The Cutting Edge
Research in AI moves fast enough that textbooks are obsolete before they are printed. But beneath the pace of announcements and benchmarks, there are durable ideas that define where the field is heading. This lesson examines three research directions that were reshaping AI capabilities as of 2026: multimodal models, AI agents, and tool use. The goal is not to cover every new system — the names will change — but to give you the conceptual vocabulary to understand what is new and why it matters.
Multimodal Models
Early deep learning models were specialized by modality: a model for images, a different model for text, a different model for audio. Multimodal models process multiple modalities within a single architecture, learning representations that bridge them. The key insight enabling multimodal learning is that different modalities often encode the same underlying concepts. A photograph of a dog and the word 'dog' refer to the same entity. If you train a model to align text and image representations — so that the representation of an image of a dog is close to the representation of the text 'dog' in a shared embedding space — the model develops transferable knowledge. CLIP (Contrastive Language-Image Pretraining, OpenAI, 2021) demonstrated this: trained on 400 million image-text pairs from the internet, CLIP could classify images into categories it had never seen before simply by comparing image embeddings to text embeddings of candidate category names. This zero-shot capability emerged from alignment training, not from labeled examples of each category. More recent multimodal models go further: they accept arbitrary interleaved sequences of text, images, and audio as input and generate text (and sometimes images) as output. GPT-4V (the V stands for vision) accepts images embedded in a conversation and reasons about them in text. Google's Gemini was trained from the ground up to be natively multimodal across text, code, images, and audio. These models can describe images, transcribe speech, read documents, and answer questions that require synthesizing information across modalities. The limitations are real. Multimodal models can hallucinate descriptions of images (confidently describing content that is not present), misread text in images, and fail on spatial reasoning tasks that humans find trivial. Their multimodal capability does not imply general world understanding — it implies learned statistical associations between modalities at very large scale.
Contrastive training aligns representations by pulling together embeddings of matched pairs (an image and its caption) and pushing apart embeddings of unmatched pairs. When done at scale across hundreds of millions of pairs, the resulting embedding space captures semantic similarity across modalities — enabling zero-shot transfer and cross-modal retrieval.
AI agents represent a different kind of research direction. An agent is a system that acts over time to achieve a goal, taking a sequence of actions rather than producing a single output. The term has a precise meaning in reinforcement learning: an agent observes state, selects actions, and receives reward. In the more recent usage, 'AI agent' typically refers to a language model that is given tools — the ability to search the web, run code, read and write files, call APIs — and tasked with completing a multi-step goal by deciding which tools to call and in what sequence. Tool use is the mechanism that enables agents. A language model, on its own, can only output text.

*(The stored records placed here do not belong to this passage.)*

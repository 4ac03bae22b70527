use axum::{
    Json, Router,
    extract::{Path, Query, State},
    http::StatusCode,
    middleware,
    response::IntoResponse,
    routing::get,
};
use sea_orm::{
    ColumnTrait, EntityTrait, QueryFilter, prelude::DateTimeWithTimeZone,
};
use serde::{Deserialize, Serialize};
use utoipa::ToSchema;

use crate::{
    AppState,
    audit::AuditEntry,
    auth_guard,
    entities::{audit_log, prelude::*},
    errors::ApiError,
};

#[derive(Deserialize, ToSchema)]
#[serde(rename_all = "camelCase", deny_unknown_fields)]
pub struct CreateAuditLogBody {
    pub action: String,
    pub message: String,
    pub performed_by: String,
    pub target_entity: String,
    pub target: String,
}

#[derive(Deserialize)]
#[serde(rename_all = "camelCase")]
pub struct AuditLogFilters {
    pub action: Option<String>,
    pub performed_by: Option<String>,
    pub target_entity: Option<String>,
    pub target: Option<String>,
}

#[derive(Serialize, ToSchema)]
#[serde(rename_all = "camelCase")]
pub struct AuditLogResponse {
    pub id: String,
    pub action: String,
    pub message: String,
    pub performed_by: String,
    pub target_entity: String,
    pub target: String,
    #[schema(value_type = String, format = DateTime)]
    pub timestamp: DateTimeWithTimeZone,
}

impl From<audit_log::Model> for AuditLogResponse {
    fn from(row: audit_log::Model) -> Self {
        Self {
            id: row.id,
            action: row.action,
            message: row.message,
            performed_by: row.performed_by,
            target_entity: row.target_entity,
            target: row.target,
            timestamp: row.timestamp,
        }
    }
}

#[utoipa::path(
    post,
    tags = ["AuditLog"],
    description = "Create an audit log entry",
    path = "",
    request_body(content = CreateAuditLogBody, content_type = "application/json"),
    responses(
        (status = 201, description = "Audit log created successfully", body = AuditLogResponse),
    )
)]
pub async fn create_audit_log(
    State(state): State<AppState>,
    Json(body): Json<CreateAuditLogBody>,
) -> Result<impl IntoResponse, ApiError> {
    let row = state
        .audit
        .record(AuditEntry {
            action: body.action,
            message: body.message,
            performed_by: body.performed_by,
            target_entity: body.target_entity,
            target: body.target,
        })
        .await?;

    Ok((StatusCode::CREATED, Json(AuditLogResponse::from(row))))
}

#[utoipa::path(
    get,
    tags = ["AuditLog"],
    description = "List audit logs, filterable by action, performedBy, targetEntity and target",
    path = "",
    responses(
        (status = 200, description = "Audit logs fetched successfully", body = Vec<AuditLogResponse>),
    )
)]
pub async fn list_audit_logs(
    State(state): State<AppState>,
    Query(filters): Query<AuditLogFilters>,
) -> Result<impl IntoResponse, ApiError> {
    let mut query = AuditLog::find();

    if let Some(action) = filters.action {
        query = query.filter(audit_log::Column::Action.eq(action));
    }
    if let Some(performed_by) = filters.performed_by {
        query = query.filter(audit_log::Column::PerformedBy.eq(performed_by));
    }
    if let Some(target_entity) = filters.target_entity {
        query = query.filter(audit_log::Column::TargetEntity.eq(target_entity));
    }
    if let Some(target) = filters.target {
        query = query.filter(audit_log::Column::Target.eq(target));
    }

    let rows = query.all(&state.db).await?;
    let responses: Vec<AuditLogResponse> = rows.into_iter().map(AuditLogResponse::from).collect();
    Ok((StatusCode::OK, Json(responses)))
}

#[utoipa::path(
    get,
    tags = ["AuditLog"],
    description = "Get an audit log entry by ID",
    path = "/{id}",
    responses(
        (status = 200, description = "Audit log fetched successfully", body = AuditLogResponse),
        (status = 404, description = "Audit log not found", body = String),
    )
)]
pub async fn get_audit_log(
    State(state): State<AppState>,
    Path(id): Path<String>,
) -> Result<impl IntoResponse, ApiError> {
    let row = AuditLog::find_by_id(id.as_str())
        .one(&state.db)
        .await?
        .ok_or_else(|| ApiError::NotFound(format!("Audit log with ID \"{id}\" not found")))?;

    Ok((StatusCode::OK, Json(AuditLogResponse::from(row))))
}

pub fn audit_log_router(state: &AppState) -> Router<AppState> {
    Router::new()
        .route("/", get(list_audit_logs).post(create_audit_log))
        .route("/{id}", get(get_audit_log))
        .route_layer(middleware::from_fn_with_state(
            state.token_issuer.clone(),
            auth_guard::require_auth,
        ))
}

Give it access to a Python interpreter and it can write and execute code, see the result, and iterate. Give it access to a web search API and it can look up current information. Give it access to a calendar API and it can schedule meetings. The model decides when to call a tool and with what arguments, receives the output, and continues reasoning. This architecture is sometimes called ReAct (Reasoning and Acting), reflecting that the model interleaves reasoning steps with action steps. What does this enable? An agent tasked with 'summarize the five most recent papers on CRISPR delivery mechanisms' can decompose that into: search for recent papers, retrieve PDFs, extract key findings from each, synthesize across them, and produce a structured summary. A human researcher might take hours; an agent, minutes — assuming the tools work and the model reasons correctly about what to do with them. The failure modes are significant. Current agents hallucinate tool calls (invoking APIs that don't exist or with malformed arguments), lose track of their goal over long sequences of steps, fail on tasks that require precise state tracking, and can take irreversible actions (deleting files, sending emails) based on misunderstandings. Evaluating agent reliability is hard because the space of possible multi-step tasks is enormous and benchmarks are difficult to construct.

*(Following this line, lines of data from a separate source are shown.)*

use std::collections::HashMap;

use axum::{
    Json, Router,
    extract::{Path, Query, State},
    http::StatusCode,
    middleware,
    response::IntoResponse,
    routing::{get, patch},
};
use chrono::Utc;
use nanoid::nanoid;
use sea_orm::{
    ActiveModelTrait,
    ActiveValue::Set,
    ColumnTrait, DatabaseConnection, EntityTrait, ModelTrait, QueryFilter,
    prelude::DateTimeWithTimeZone,
};
use serde::{Deserialize, Serialize};
use utoipa::ToSchema;

use crate::{
    AppState,
    audit::AuditEntry,
    auth_guard::{self, CurrentUser},
    entities::{
        prelude::*,
        sea_orm_active_enums::{Role, TaskPriority, TaskStatus},
        task, user,
    },
    errors::ApiError,
    routes::MessageResponse,
};

#[derive(Deserialize, ToSchema)]
#[serde(rename_all = "camelCase", deny_unknown_fields)]
pub struct CreateTaskBody {
    pub title: String,
    pub description: Option<String>,
    pub priority: TaskPriority,
    pub status: Option<TaskStatus>,
    pub assigned_to: Option<String>,
    #[schema(value_type = Option<String>, format = DateTime)]
    pub due_date: Option<DateTimeWithTimeZone>,
}

#[derive(Deserialize, ToSchema)]
#[serde(rename_all = "camelCase", deny_unknown_fields)]
pub struct UpdateTaskBody {
    pub title: Option<String>,
    pub description: Option<String>,
    pub priority: Option<TaskPriority>,
    pub status: Option<TaskStatus>,
    #[schema(value_type = Option<String>, format = DateTime)]
    pub due_date: Option<DateTimeWithTimeZone>,
}

#[derive(Deserialize, ToSchema)]
#[serde(rename_all = "camelCase", deny_unknown_fields)]
pub struct AssignTaskBody {
    pub assigned_to: String,
}

#[derive(Deserialize, ToSchema)]
#[serde(deny_unknown_fields)]
pub struct UpdateTaskStatusBody {
    pub status: TaskStatus,
}

#[derive(Deserialize)]
#[serde(rename_all = "camelCase")]
pub struct TaskFilters {
    pub assigned_to: Option<String>,
    pub status: Option<TaskStatus>,
    pub priority: Option<TaskPriority>,
}

#[derive(Clone, Serialize, ToSchema)]
#[serde(rename_all = "camelCase")]
pub struct UserSummary {
    pub id: String,
    pub first_name: String,
    pub last_name: String,
    pub user_name: Option<String>,
}

#[derive(Serialize, ToSchema)]
#[serde(rename_all = "camelCase")]
pub struct TaskResponse {
    pub id: String,
    pub title: String,
    pub description: Option<String>,
    #[schema(value_type = Option<String>, format = DateTime)]
    pub due_date: Option<DateTimeWithTimeZone>,
    pub priority: TaskPriority,
    pub status: TaskStatus,
    pub assigned_to: Option<UserSummary>,
    pub created_by: Option<UserSummary>,
    #[schema(value_type = String, format = DateTime)]
    pub created_at: DateTimeWithTimeZone,
    #[schema(value_type = String, format = DateTime)]
    pub updated_at: DateTimeWithTimeZone,
}

async fn load_task(db: &DatabaseConnection, id: &str) -> Result<task::Model, ApiError> {
    Task::find_by_id(id)
        .one(db)
        .await?
        .ok_or_else(|| ApiError::NotFound("Task not found".to_string()))
}

async fn load_user(db: &DatabaseConnection, id: &str) -> Result<user::Model, ApiError> {
    User::find_by_id(id)
        .one(db)
        .await?
        .ok_or_else(|| ApiError::NotFound("User not found".to_string()))
}

/// Resolve the referenced user ids in one query and attach first/last/user
/// names onto the task rows.
async fn present(
    db: &DatabaseConnection,
    tasks: Vec<task::Model>,
) -> Result<Vec<TaskResponse>, ApiError> {
    let mut ids: Vec<String> = Vec::new();
    for t in &tasks {
        ids.push(t.created_by.clone());
        if let Some(assigned) = &t.assigned_to {
            ids.push(assigned.clone());
        }
    }

    let mut users: HashMap<String, UserSummary> = HashMap::new();
    if !ids.is_empty() {
        for u in User::find()
            .filter(user::Column::Id.is_in(ids))
            .all(db)
            .await?
        {
            users.insert(
                u.id.clone(),
                UserSummary {
                    id: u.id,
                    first_name: u.first_name,
                    last_name: u.last_name,
                    user_name: u.user_name,
                },
            );
        }
    }

    Ok(tasks
        .into_iter()
        .map(|t| TaskResponse {
            assigned_to: t.assigned_to.as_ref().and_then(|id| users.get(id).cloned()),
            created_by: users.get(&t.created_by).cloned(),
            id: t.id,
            title: t.title,
            description: t.description,
            due_date: t.due_date,
            priority: t.priority,
            status: t.status,
            created_at: t.created_at,
            updated_at: t.updated_at,
        })
        .collect())
}

async fn present_one(
    db: &DatabaseConnection,
    task: task::Model,
) -> Result<TaskResponse, ApiError> {
    let mut responses = present(db, vec![task]).await?;
    Ok(responses.remove(0))
}

async fn record_task_audit(
    state: &AppState,
    action: &str,
    message: String,
    performed_by: &str,
    task_id: &str,
) -> Result<(), ApiError> {
    state
        .audit
        .record(AuditEntry {
            action: action.to_string(),
            message,
            performed_by: performed_by.to_string(),
            target_entity: "Task".to_string(),
            target: task_id.to_string(),
        })
        .await?;
    Ok(())
}

fn can_manage(user: &CurrentUser, task: &task::Model) -> bool {
    user.role == Role::Admin || task.created_by == user.id
}

#[utoipa::path(
    post,
    tags = ["Task"],
    description = "Create a new task",
    path = "",
    request_body(content = CreateTaskBody, content_type = "application/json"),
    responses(
        (status = 201, description = "Task created successfully", body = TaskResponse),
    )
)]
pub async fn create_task(
    user: CurrentUser,
    State(state): State<AppState>,
    Json(body): Json<CreateTaskBody>,
) -> Result<impl IntoResponse, ApiError> {
    let new_task = task::ActiveModel {
        id: Set(nanoid!()),
        title: Set(body.title),
        description: Set(body.description),
        due_date: Set(body.due_date),
        priority: Set(body.priority),
        status: Set(body.status.unwrap_or(TaskStatus::Pending)),
        assigned_to: Set(body.assigned_to),
        created_by: Set(user.id.clone()),
        created_at: Set(Utc::now().fixed_offset()),
        updated_at: Set(Utc::now().fixed_offset()),
    };

    let task = new_task.insert(&state.db).await?;

    record_task_audit(
        &state,
        "Task Created",
        format!("Task created with ID: {}", task.id),
        &user.id,
        &task.id,
    )
    .await?;

    let response = present_one(&state.db, task).await?;
    Ok((StatusCode::CREATED, Json(response)))
}

#[utoipa::path(
    get,
    tags = ["Task"],
    description = "List tasks, filterable by assignedTo, status and priority. Non-admins only see tasks they created.",
    path = "",
    responses(
        (status = 200, description = "Tasks fetched successfully", body = Vec<TaskResponse>),
    )
)]
pub async fn list_tasks(
    user: CurrentUser,
    State(state): State<AppState>,
    Query(filters): Query<TaskFilters>,
) -> Result<impl IntoResponse, ApiError> {
    let mut query = Task::find();

    if let Some(assigned_to) = filters.assigned_to {
        query = query.filter(task::Column::AssignedTo.eq(assigned_to));
    }
    if user.role != Role::Admin {
        query = query.filter(task::Column::CreatedBy.eq(&user.id));
    }
    if let Some(status) = filters.status {
        query = query.filter(task::Column::Status.eq(status));
    }
    if let Some(priority) = filters.priority {
        query = query.filter(task::Column::Priority.eq(priority));
    }

    let tasks = query.all(&state.db).await?;
    let responses = present(&state.db, tasks).await?;
    Ok((StatusCode::OK, Json(responses)))
}

#[utoipa::path(
    get,
    tags = ["Task"],
    description = "Get a task by ID",
    path = "/{id}",
    responses(
        (status = 200, description = "Task fetched successfully", body = TaskResponse),
        (status = 404, description = "Task not found", body = String),
    )
)]
pub async fn get_task(
    user: CurrentUser,
    State(state): State<AppState>,
    Path(id): Path<String>,
) -> Result<impl IntoResponse, ApiError> {
    let task = load_task(&state.db, &id).await?;

    let is_assignee = task.assigned_to.as_deref() == Some(user.id.as_str());
    if !can_manage(&user, &task) && !is_assignee {
        return Err(ApiError::Unauthorized(
            "You are not authorized to view this task".to_string(),
        ));
    }

    let response = present_one(&state.db, task).await?;
    Ok((StatusCode::OK, Json(response)))
}

#[utoipa::path(
    put,
    tags = ["Task"],
    description = "Update a task",
    path = "/{id}",
    request_body(content = UpdateTaskBody, content_type = "application/json"),
    responses(
        (status = 200, description = "Task updated successfully", body = TaskResponse),
        (status = 404, description = "Task not found", body = String),
    )
)]
pub async fn update_task(
    user: CurrentUser,
    State(state): State<AppState>,
    Path(id): Path<String>,
    Json(body): Json<UpdateTaskBody>,
) -> Result<impl IntoResponse, ApiError> {
    let task = load_task(&state.db, &id).await?;
    let task_id = task.id.clone();

    let mut active: task::ActiveModel = task.into();
    if let Some(title) = body.title {
        active.title = Set(title);
    }
    if let Some(description) = body.description {
        active.description = Set(Some(description));
    }
    if let Some(priority) = body.priority {
        active.priority = Set(priority);
    }
    if let Some(status) = body.status {
        active.status = Set(status);
    }
    if let Some(due_date) = body.due_date {
        active.due_date = Set(Some(due_date));
    }
    active.updated_at = Set(Utc::now().fixed_offset());

    let task = active.update(&state.db).await?;

    record_task_audit(
        &state,
        "Task Updated",
        format!("Task updated with ID: {task_id}"),
        &user.id,
        &task_id,
    )
    .await?;

    let response = present_one(&state.db, task).await?;
    Ok((StatusCode::OK, Json(response)))
}

#[utoipa::path(
    delete,
    tags = ["Task"],
    description = "Delete a task. Only admins or the task's creator may delete it.",
    path = "/{id}",
    responses(
        (status = 200, description = "Task deleted successfully", body = MessageResponse),
        (status = 403, description = "Access denied", body = String),
        (status = 404, description = "Task not found", body = String),
    )
)]
pub async fn delete_task(
    user: CurrentUser,
    State(state): State<AppState>,
    Path(id): Path<String>,
) -> Result<impl IntoResponse, ApiError> {
    let task = load_task(&state.db, &id).await?;

    if !can_manage(&user, &task) {
        return Err(ApiError::Forbidden("Access denied".to_string()));
    }

    let task_id = task.id.clone();
    task.delete(&state.db).await?;

    record_task_audit(
        &state,
        "Task Deleted",
        format!("Task deleted with ID: {task_id}"),
        &user.id,
        &task_id,
    )
    .await?;

    Ok((
        StatusCode::OK,
        Json(MessageResponse::new("Task deleted successfully")),
    ))
}

#[utoipa::path(
    patch,
    tags = ["Task"],
    description = "Assign a task to a user. Only admins or the task's creator may assign it.",
    path = "/{id}/assign",
    request_body(content = AssignTaskBody, content_type = "application/json"),
    responses(
        (status = 200, description = "Task assigned successfully", body = TaskResponse),
        (status = 403, description = "Access denied", body = String),
        (status = 404, description = "Task or user not found", body = String),
    )
)]
pub async fn assign_task(
    user: CurrentUser,
    State(state): State<AppState>,
    Path(id): Path<String>,
    Json(body): Json<AssignTaskBody>,
) -> Result<impl IntoResponse, ApiError> {
    let task = load_task(&state.db, &id).await?;
    let assignee = load_user(&state.db, &body.assigned_to).await?;

    if !can_manage(&user, &task) {
        return Err(ApiError::Forbidden("Access denied".to_string()));
    }

    let task_id = task.id.clone();
    let mut active: task::ActiveModel = task.into();
    active.assigned_to = Set(Some(assignee.id));
    active.updated_at = Set(Utc::now().fixed_offset());
    let task = active.update(&state.db).await?;

    record_task_audit(
        &state,
        "Task Assigned",
        format!("Task assigned with ID: {task_id}"),
        &user.id,
        &task_id,
    )
    .await?;

    let response = present_one(&state.db, task).await?;
    Ok((StatusCode::OK, Json(response)))
}

#[utoipa::path(
    patch,
    tags = ["Task"],
    description = "Update a task's status. Only admins or the task's creator may change it.",
    path = "/{id}/status",
    request_body(content = UpdateTaskStatusBody, content_type = "application/json"),
    responses(
        (status = 200, description = "Task status updated successfully", body = TaskResponse),
        (status = 403, description = "Access denied", body = String),
        (status = 404, description = "Task not found", body = String),
    )
)]
pub async fn update_task_status(
    user: CurrentUser,
    State(state): State<AppState>,
    Path(id): Path<String>,
    Json(body): Json<UpdateTaskStatusBody>,
) -> Result<impl IntoResponse, ApiError> {
    let task = load_task(&state.db, &id).await?;

    if !can_manage(&user, &task) {
        return Err(ApiError::Forbidden("Access denied".to_string()));
    }

    let task_id = task.id.clone();
    let mut active: task::ActiveModel = task.into();
    active.status = Set(body.status);
    active.updated_at = Set(Utc::now().fixed_offset());
    let task = active.update(&state.db).await?;

    record_task_audit(
        &state,
        "Task Status Updated",
        format!("Task status updated with ID: {task_id}"),
        &user.id,
        &task_id,
    )
    .await?;

    let response = present_one(&state.db, task).await?;
    Ok((StatusCode::OK, Json(response)))
}

pub fn task_router(state: &AppState) -> Router<AppState> {
    Router::new()
        .route("/", get(list_tasks).post(create_task))
        .route(
            "/{id}",
            get(get_task).put(update_task).delete(delete_task),
        )
        .route("/{id}/assign", patch(assign_task))
        .route("/{id}/status", patch(update_task_status))
        .route_layer(middleware::from_fn_with_state(
            state.token_issuer.clone(),
            auth_guard::require_auth,
        ))
}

A language model that produces wrong text can be corrected before the output is used. An agent that deletes files, sends emails, or purchases items based on a misunderstanding has already altered the world. This irreversibility makes reliability requirements for agents much stricter than for models used only to generate text for human review. Deploying agents in consequential settings without robust human-in-the-loop checks is an active safety concern.
Flashcards — click each card to reveal the answer
Zero-shot image classification using CLIP works by:
Why is evaluating AI agent reliability harder than evaluating a standard classifier?
Design an Agent Task
- Design a multi-step task you would want an AI agent to complete for you — something genuinely useful, not trivial.
- List every tool the agent would need access to (web search, code execution, file reading, email, calendar, etc.).
- Trace the sequence of steps the agent should take to complete the task, including what it should do if a step fails.
- Now identify: which step is most likely to go wrong? What is the worst thing that could happen if the agent makes a mistake at that step?
- Is that mistake reversible? If not, how would you redesign the task or the agent's permissions to make it safer?
- Write your design as a brief specification (goal, tools, steps, failure modes, safeguards) and compare with a classmate.